President Donald Trump’s infrastructure plan faces steep hurdles that make securing Congressional approval unlikely. Democrats requested $1trillion in Federal funding to be spent over a decade, but Trump has proposed just $200billion. The proposal shifts the established process of the Federal government spending 80% on infrastructure to local governments contributing that amount. The plan suggests that states add toll roads as a means to pay for the projects, with the government increasing petrol tax to offset its own expenses.
While speaking at yesterday’s infrastructure initiative event, Trump said he would push for a “reciprocal tax” against countries that levy tariffs on US products. Trump said he would charge allies, saying: “some of them are so-called allies but they’re not allies on trade.” Administration official did not specify how this would be structured, or if rates would be raised to the same levels as those charged by other major trading partners.
Euro – European Markets
The Euro is slipping against the Pound, with the exchange rate set at £0.88.
Employment in the EU continued to rise more strongly than expected in the third quarter of 2017, according to the latest European Commission press release. The Quarterly Review on Employment and Social Developments in Europe said that EU employment reached its highest level ever recorded with more than 236million people employed. Compared to the previous year, EU employment rose by 1.7%, with an additional 4 million people employed, 2.7million of which were working in the euro area.
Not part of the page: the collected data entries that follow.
//! Training data sources.
//!
//! `SyntheticSource` is the bootstrap generator used until real labelled data
//! exists; `JsonDatasetSource` reads labelled profiles exported from elsewhere.

use std::collections::BTreeMap;
use std::path::PathBuf;

use rand::Rng;
use rand::rngs::StdRng;
use rand::seq::SliceRandom;
use serde::{Deserialize, Serialize};
use tracing::{info, warn};

use super::PredictorError;
use crate::features::{FeatureEncoder, FeatureVector};
use crate::profile::{Dimension, Intelligence};

#[derive(Debug, Clone, PartialEq)]
pub struct LabeledSample {
    pub features: FeatureVector,
    pub label: String,
}

pub trait TrainingSource: Send + Sync {
    fn name(&self) -> &'static str;

    /// Samples labelled with names from `careers`.
    fn load(&self, careers: &[String], rng: &mut StdRng) -> Result<Vec<LabeledSample>, PredictorError>;
}

/// Balanced random profiles with hand-tuned trait/career correlations.
#[derive(Debug, Clone, Copy)]
pub struct SyntheticSource {
    pub num_samples: usize,
}

impl SyntheticSource {
    pub fn new(num_samples: usize) -> Self {
        Self { num_samples }
    }

    fn mi_score(
        intelligence: Intelligence,
        career: &str,
        vector: &[u8; 4],
        rng: &mut StdRng,
    ) -> f64 {
        let boosted = |careers: &[&str]| careers.contains(&career);
        let thinking = vector[Dimension::TF.index()] == 0;
        let extravert = vector[Dimension::EI.index()] == 0;

        let range = match intelligence {
            Intelligence::LogMath if thinking => 0.7..1.0,
            Intelligence::Inter if extravert => 0.7..1.0,
            Intelligence::Lin
                if boosted(&["Ciencia de Datos", "Ingeniería en Sistemas Computacionales"]) =>
            {
                0.7..1.0
            }
            Intelligence::Spa if boosted(&["Ingeniería Aeroespacial", "Física de Materiales"]) => {
                0.7..1.0
            }
            Intelligence::Nat
                if boosted(&["Ingeniería Ambiental", "Oceanografía", "Geología"]) =>
            {
                0.8..1.0
            }
            Intelligence::BodKin
                if boosted(&["Ingeniería Mecatrónica", "Ingeniería en Robótica"]) =>
            {
                0.7..1.0
            }
            Intelligence::Intra
                if !extravert && boosted(&["Neurociencias", "Bioinformática"]) =>
            {
                0.7..1.0
            }
            _ => 0.2..0.8,
        };
        rng.gen_range(range)
    }
}

impl TrainingSource for SyntheticSource {
    fn name(&self) -> &'static str {
        "synthetic"
    }

    fn load(&self, careers: &[String], rng: &mut StdRng) -> Result<Vec<LabeledSample>, PredictorError> {
        if careers.is_empty() {
            return Err(PredictorError::Training(
                "cannot generate samples without careers".into(),
            ));
        }

        let per_career = self.num_samples / careers.len();
        let remainder = self.num_samples % careers.len();
        let mut samples = Vec::with_capacity(self.num_samples);

        for (career_index, career) in careers.iter().enumerate() {
            let count = per_career + usize::from(career_index < remainder);
            for _ in 0..count {
                let vector: [u8; 4] = std::array::from_fn(|_| rng.gen_range(0..=1));
                let weights: BTreeMap<Dimension, f64> = Dimension::ALL
                    .into_iter()
                    .map(|d| (d, rng.gen_range(0.5..1.0)))
                    .collect();
                let mi: BTreeMap<Intelligence, f64> = Intelligence::ALL
                    .into_iter()
                    .map(|i| (i, Self::mi_score(i, career, &vector, rng)))
                    .collect();

                samples.push(LabeledSample {
                    features: FeatureEncoder.encode(vector, &weights, &mi),
                    label: career.clone(),
                });
            }
        }

        samples.shuffle(rng);
        info!(
            samples = samples.len(),
            careers = careers.len(),
            "generated synthetic training data"
        );
        Ok(samples)
    }
}

/// One labelled row of an exported dataset.
#[derive(Debug, Clone, PartialEq, Serialize, Deserialize)]
pub struct DatasetRow {
    pub mbti_vector: Vec<u8>,
    pub mbti_weights: BTreeMap<String, f64>,
    pub mi_scores: BTreeMap<String, f64>,
    pub career_label: String,
}

impl DatasetRow {
    fn features(&self) -> Result<FeatureVector, String> {
        let vector: [u8; 4] = self
            .mbti_vector
            .as_slice()
            .try_into()
            .map_err(|_| format!("mbti_vector must have 4 entries, got {}", self.mbti_vector.len()))?;
        if vector.iter().any(|bit| *bit > 1) {
            return Err(format!("mbti_vector must be 0/1, got {vector:?}"));
        }

        let weights = self
            .mbti_weights
            .iter()
            .map(|(k, v)| Dimension::parse(k).map(|d| (d, *v)))
            .collect::<Result<BTreeMap<_, _>, _>>()
            .map_err(|err| err.to_string())?;
        let mi = self
            .mi_scores
            .iter()
            .map(|(k, v)| Intelligence::parse(k).map(|i| (i, *v)))
            .collect::<Result<BTreeMap<_, _>, _>>()
            .map_err(|err| err.to_string())?;

        Ok(FeatureEncoder.encode(vector, &weights, &mi))
    }
}

/// JSON array of [`DatasetRow`]s. Rows labelled with unknown careers are skipped.
#[derive(Debug, Clone)]
pub struct JsonDatasetSource {
    pub path: PathBuf,
}

impl JsonDatasetSource {
    pub fn new(path: impl Into<PathBuf>) -> Self {
        Self { path: path.into() }
    }
}

impl TrainingSource for JsonDatasetSource {
    fn name(&self) -> &'static str {
        "json"
    }

    fn load(&self, careers: &[String], _rng: &mut StdRng) -> Result<Vec<LabeledSample>, PredictorError> {
        let raw = std::fs::read_to_string(&self.path).map_err(|err| {
            PredictorError::Training(format!("failed to read {}: {err}", self.path.display()))
        })?;
        let rows: Vec<DatasetRow> = serde_json::from_str(&raw).map_err(|err| {
            PredictorError::Training(format!("failed to parse {}: {err}", self.path.display()))
        })?;

        let mut samples = Vec::with_capacity(rows.len());
        let mut skipped = 0usize;
        for (line, row) in rows.iter().enumerate() {
            if !careers.contains(&row.career_label) {
                skipped += 1;
                continue;
            }
            let features = row.features().map_err(|err| {
                PredictorError::Training(format!("row {line}: {err}"))
            })?;
            samples.push(LabeledSample {
                features,
                label: row.career_label.clone(),
            });
        }

        if skipped > 0 {
            warn!(skipped, path = %self.path.display(), "skipped rows with careers outside the catalog");
        }
        Ok(samples)
    }
}

#[cfg(test)]
mod tests {
    use rand::SeedableRng;

    use super::*;

    fn careers() -> Vec<String> {
        crate::CareerCatalog::with_defaults().career_names()
    }

    #[test]
    fn synthetic_data_is_balanced_across_careers() {
        let samples = SyntheticSource::new(1002)
            .load(&careers(), &mut StdRng::seed_from_u64(1))
            .unwrap();

        assert_eq!(samples.len(), 1002);
        let count = |name: &str| samples.iter().filter(|s| s.label == name).count();
        assert_eq!(count("Ingeniería en Biotecnología"), 201);
        assert_eq!(count("Ciencia de Datos"), 201);
        assert_eq!(count("Ingeniería Ambiental"), 200);
    }

    #[test]
    fn synthetic_data_respects_correlations() {
        let samples = SyntheticSource::new(500)
            .load(&careers(), &mut StdRng::seed_from_u64(2))
            .unwrap();

        for sample in &samples {
            let f = sample.features.as_slice();
            assert!(f[..4].iter().all(|v| *v == 0.0 || *v == 1.0));
            assert!(f[4..8].iter().all(|v| (0.5..1.0).contains(v)));
            if f[2] == 0.0 {
                assert!(f[8 + Intelligence::LogMath.index()] >= 0.7);
            }
            if sample.label == "Ingeniería Ambiental" {
                assert!(f[8 + Intelligence::Nat.index()] >= 0.8);
            }
        }
    }

    #[test]
    fn same_seed_gives_same_samples() {
        let a = SyntheticSource::new(50)
            .load(&careers(), &mut StdRng::seed_from_u64(3))
            .unwrap();
        let b = SyntheticSource::new(50)
            .load(&careers(), &mut StdRng::seed_from_u64(3))
            .unwrap();

        assert_eq!(a, b);
    }

    #[test]
    fn json_dataset_skips_unknown_careers() {
        let dir = tempfile::tempdir().unwrap();
        let path = dir.path().join("rows.json");
        let rows = vec![
            DatasetRow {
                mbti_vector: vec![1, 1, 0, 0],
                mbti_weights: BTreeMap::from([("E/I".to_string(), 0.8)]),
                mi_scores: BTreeMap::from([("LogMath".to_string(), 0.9)]),
                career_label: "Ciencia de Datos".into(),
            },
            DatasetRow {
                mbti_vector: vec![0, 0, 0, 0],
                mbti_weights: BTreeMap::new(),
                mi_scores: BTreeMap::new(),
                career_label: "Astronomía".into(),
            },
        ];
        std::fs::write(&path, serde_json::to_string(&rows).unwrap()).unwrap();

        let samples = JsonDatasetSource::new(&path)
            .load(&careers(), &mut StdRng::seed_from_u64(0))
            .unwrap();

        assert_eq!(samples.len(), 1);
        assert_eq!(samples[0].features.as_slice()[4], 0.8);
        assert_eq!(samples[0].features.as_slice()[9], 0.9);
    }

    #[test]
    fn json_dataset_rejects_bad_keys() {
        let dir = tempfile::tempdir().unwrap();
        let path = dir.path().join("rows.json");
        let rows = vec![DatasetRow {
            mbti_vector: vec![1, 1, 0, 0],
            mbti_weights: BTreeMap::new(),
            mi_scores: BTreeMap::from([("Cooking".to_string(), 0.9)]),
            career_label: "Ciencia de Datos".into(),
        }];
        std::fs::write(&path, serde_json::to_string(&rows).unwrap()).unwrap();

        let err = JsonDatasetSource::new(&path)
            .load(&careers(), &mut StdRng::seed_from_u64(0))
            .unwrap_err();

        assert!(matches!(err, PredictorError::Training(_)));
    }
}
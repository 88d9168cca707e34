//! Turns raw predictor output into exactly `min(top_n, catalog size)` enriched matches.

use std::collections::HashSet;
use std::sync::Arc;

use rand::Rng;
use rand::seq::SliceRandom;
use serde::Serialize;
use tracing::{debug, info, warn};

use crate::CareerMatch;
use crate::catalog::{CareerCatalog, CareerKey, CareerRecord};
use crate::error::RecommendError;
use crate::predictor::{
    PredictionInput, Predictor, PredictorError, PredictorRegistry, ScoredCareer, Strategy,
    SupportsRuleBasedFallback,
};

const CANDIDATE_MULTIPLIER: usize = 5;
const ALWAYS_KEEP: usize = 3;
const MIN_CONFIDENT_SCORE: f64 = 0.03;
const RULE_FALLBACK_SCORE: f64 = 0.05;
const CATALOG_FILLER_SCORE: f64 = 0.01;

pub const UNKNOWN_UNIVERSITY: &str = "Universidad no especificada";
pub const UNKNOWN_CITY: &str = "Ciudad no especificada";

/// Result of one recommendation call.
#[derive(Debug, Clone, PartialEq, Serialize)]
pub struct Recommendations {
    pub requested: Strategy,
    /// Name of the predictor that actually produced the ranking.
    pub served_by: &'static str,
    pub fell_back: bool,
    pub matches: Vec<CareerMatch>,
}

impl Recommendations {
    fn empty(requested: Strategy) -> Self {
        Self {
            requested,
            served_by: "none",
            fell_back: false,
            matches: Vec::new(),
        }
    }
}

struct Pick<'a> {
    nombre: String,
    score: f64,
    record: Option<&'a CareerRecord>,
}

pub struct RecommendationOrchestrator {
    catalog: Arc<CareerCatalog>,
    registry: Arc<PredictorRegistry>,
}

impl RecommendationOrchestrator {
    pub fn new(catalog: Arc<CareerCatalog>, registry: Arc<PredictorRegistry>) -> Self {
        Self { catalog, registry }
    }

    pub fn catalog(&self) -> &Arc<CareerCatalog> {
        &self.catalog
    }

    pub fn registry(&self) -> &Arc<PredictorRegistry> {
        &self.registry
    }

    pub fn recommend(
        &self,
        strategy: Strategy,
        input: &PredictionInput,
        top_n: usize,
    ) -> Result<Recommendations, RecommendError> {
        self.recommend_with_rng(strategy, input, top_n, &mut rand::thread_rng())
    }

    pub fn recommend_with_rng<R: Rng + ?Sized>(
        &self,
        strategy: Strategy,
        input: &PredictionInput,
        top_n: usize,
        rng: &mut R,
    ) -> Result<Recommendations, RecommendError> {
        if self.catalog.is_empty() || top_n == 0 {
            return Ok(Recommendations::empty(strategy));
        }

        match self.registry.predictor(strategy) {
            Ok(predictor) => {
                self.recommend_using(strategy, predictor.as_ref(), input, top_n, rng)
            }
            Err(err) => {
                warn!(strategy = strategy.as_ref(), error = %err, "strategy unavailable; using rule-based predictor");
                let rules = self.registry.rules();
                let mut out = self.recommend_using(strategy, rules.as_ref(), input, top_n, rng)?;
                out.fell_back = true;
                Ok(out)
            }
        }
    }

    /// Runs the pipeline against a specific predictor, falling back to the
    /// rule-based predictor when it cannot produce a ranking.
    pub fn recommend_using<R: Rng + ?Sized>(
        &self,
        requested: Strategy,
        predictor: &dyn Predictor,
        input: &PredictionInput,
        top_n: usize,
        rng: &mut R,
    ) -> Result<Recommendations, RecommendError> {
        if self.catalog.is_empty() || top_n == 0 {
            return Ok(Recommendations::empty(requested));
        }

        let (served_by, fell_back, scored, fallback) = match predict_with_training(predictor, input)
        {
            Ok(scored) if !scored.is_empty() => {
                (predictor.name(), false, scored, predictor.rule_fallback())
            }
            outcome => {
                if let Err(err) = &outcome {
                    warn!(predictor = predictor.name(), error = %err, "predictor failed; using rule-based predictor");
                } else {
                    warn!(predictor = predictor.name(), "predictor returned nothing; using rule-based predictor");
                }
                let rules = self.registry.rules();
                let scored = rules.recommend(input, self.catalog.len());
                if scored.is_empty() {
                    return Err(RecommendError::NoPrediction(format!(
                        "rule-based predictor produced nothing for {}",
                        input.mbti.code()
                    )));
                }
                return self.finish(requested, "rules", true, scored, None, input, top_n, rng);
            }
        };

        self.finish(requested, served_by, fell_back, scored, fallback, input, top_n, rng)
    }

    #[allow(clippy::too_many_arguments)]
    fn finish<R: Rng + ?Sized>(
        &self,
        requested: Strategy,
        served_by: &'static str,
        fell_back: bool,
        scored: Vec<ScoredCareer>,
        fallback: Option<&dyn SupportsRuleBasedFallback>,
        input: &PredictionInput,
        top_n: usize,
        rng: &mut R,
    ) -> Result<Recommendations, RecommendError> {
        let picks = self.select(scored, fallback, input, top_n, rng);
        let matches = picks.into_iter().map(|pick| self.enrich(pick)).collect::<Vec<_>>();

        info!(
            strategy = requested.as_ref(),
            served_by,
            fell_back,
            results = matches.len(),
            "generated recommendations"
        );

        Ok(Recommendations {
            requested,
            served_by,
            fell_back,
            matches,
        })
    }

    fn resolve(&self, career: &ScoredCareer) -> Option<&CareerRecord> {
        match &career.universidad {
            Some(universidad) => self.catalog.get(&career.nombre, universidad),
            None => self.catalog.find_by_name(&career.nombre),
        }
    }

    fn key_of(career: &ScoredCareer, record: Option<&CareerRecord>) -> CareerKey {
        record.map(CareerRecord::key).unwrap_or_else(|| {
            CareerKey::new(&career.nombre, career.universidad.as_deref().unwrap_or_default())
        })
    }

    fn select<'a, R: Rng + ?Sized>(
        &'a self,
        scored: Vec<ScoredCareer>,
        fallback: Option<&dyn SupportsRuleBasedFallback>,
        input: &PredictionInput,
        top_n: usize,
        rng: &mut R,
    ) -> Vec<Pick<'a>> {
        let target = top_n.min(self.catalog.len());
        let mut seen: HashSet<CareerKey> = HashSet::new();
        let mut picks: Vec<Pick<'a>> = Vec::with_capacity(target);

        let candidates = scored
            .into_iter()
            .filter(|c| c.score.is_finite())
            .take(top_n.saturating_mul(CANDIDATE_MULTIPLIER));
        for (rank, candidate) in candidates.enumerate() {
            if picks.len() >= target {
                break;
            }
            if rank >= ALWAYS_KEEP && candidate.score <= MIN_CONFIDENT_SCORE {
                debug!(career = %candidate.nombre, score = candidate.score, "dropping low-confidence candidate");
                continue;
            }
            let record = self.resolve(&candidate);
            if seen.insert(Self::key_of(&candidate, record)) {
                picks.push(Pick {
                    nombre: candidate.nombre,
                    score: candidate.score,
                    record,
                });
            }
        }

        if picks.len() < target {
            if let Some(fallback) = fallback {
                for career in fallback.rule_based_recommendations(input, top_n) {
                    if picks.len() >= target {
                        break;
                    }
                    let record = self.resolve(&career);
                    if seen.insert(Self::key_of(&career, record)) {
                        debug!(career = %career.nombre, "padding with rule-based pick");
                        picks.push(Pick {
                            nombre: career.nombre,
                            score: RULE_FALLBACK_SCORE,
                            record,
                        });
                    }
                }
            }
        }

        if picks.len() < target {
            let mut unchosen: Vec<&CareerRecord> = self
                .catalog
                .records()
                .iter()
                .filter(|r| !seen.contains(&r.key()))
                .collect();
            unchosen.shuffle(rng);
            for record in unchosen.into_iter().take(target - picks.len()) {
                debug!(career = %record.nombre, "padding with catalog career");
                picks.push(Pick {
                    nombre: record.nombre.clone(),
                    score: CATALOG_FILLER_SCORE,
                    record: Some(record),
                });
            }
        }

        picks
    }

    fn enrich(&self, pick: Pick<'_>) -> CareerMatch {
        match pick.record {
            Some(record) => CareerMatch {
                nombre: pick.nombre,
                universidad: record.universidad.clone(),
                ciudad: record.ubicacion.clone(),
                match_score: pick.score,
            },
            None => {
                warn!(career = %pick.nombre, "career missing from catalog; using placeholders");
                CareerMatch {
                    nombre: pick.nombre,
                    universidad: UNKNOWN_UNIVERSITY.into(),
                    ciudad: UNKNOWN_CITY.into(),
                    match_score: pick.score,
                }
            }
        }
    }
}

/// Trains on first use when the predictor supports it, then retries once.
fn predict_with_training(
    predictor: &dyn Predictor,
    input: &PredictionInput,
) -> Result<Vec<ScoredCareer>, PredictorError> {
    match predictor.predict(input) {
        Err(PredictorError::ModelNotTrained(kind)) => {
            let training = predictor
                .training()
                .ok_or(PredictorError::ModelNotTrained(kind))?;
            info!(%kind, "no trained model; training on default data");
            training.train_default()?;
            predictor.predict(input)
        }
        outcome => outcome,
    }
}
Surging investment in Poland is a sign that the economy is not affected by the country’s political dispute with EU, according to Investment and Development minister Jerzy Kwiecinski. The minister said that the economy probably expanded by about 5% in the last quarter of 2017, compared to the same period a year earlier, which is the fastest rate of growth in six years. Polish premier Mateusz Morawiecki reshuffled his cabinet last month, in an attempt to improve relations with EU. The EU has threatened to impose political sanctions on Poland for an erosion of democratic values under the ruling Law and Justice party.
Other Currencies – Highlights
Sterling has climbed higher against the Australian Dollar, with the exchange rate at 1.76 AUD. National Australia Bank’s Business Conditions and Business Confidence for January surpassed expectations, coming in at 19 and 12, respectively.
The Pound is stronger against the New Zealand Dollar, exchanging at 1.90 NZD. New Zealand’s Treasury reported that it had taken in $600million more than it expected in tax revenue in the second half of 2017. Core Crown tax revenue totalled $37.2billion for the period.
The Pound has lost ground to the Japanese Yen, trading at 149.69¥. Japanese policymakers have signalled that Bank of Japan governor Haruhiko Kuroda will be reappointed for a rare second term when his current term expires in April. Kuroda deployed Japan’s huge asset-buying programme which introduced negative interest rates in effort to increase inflation.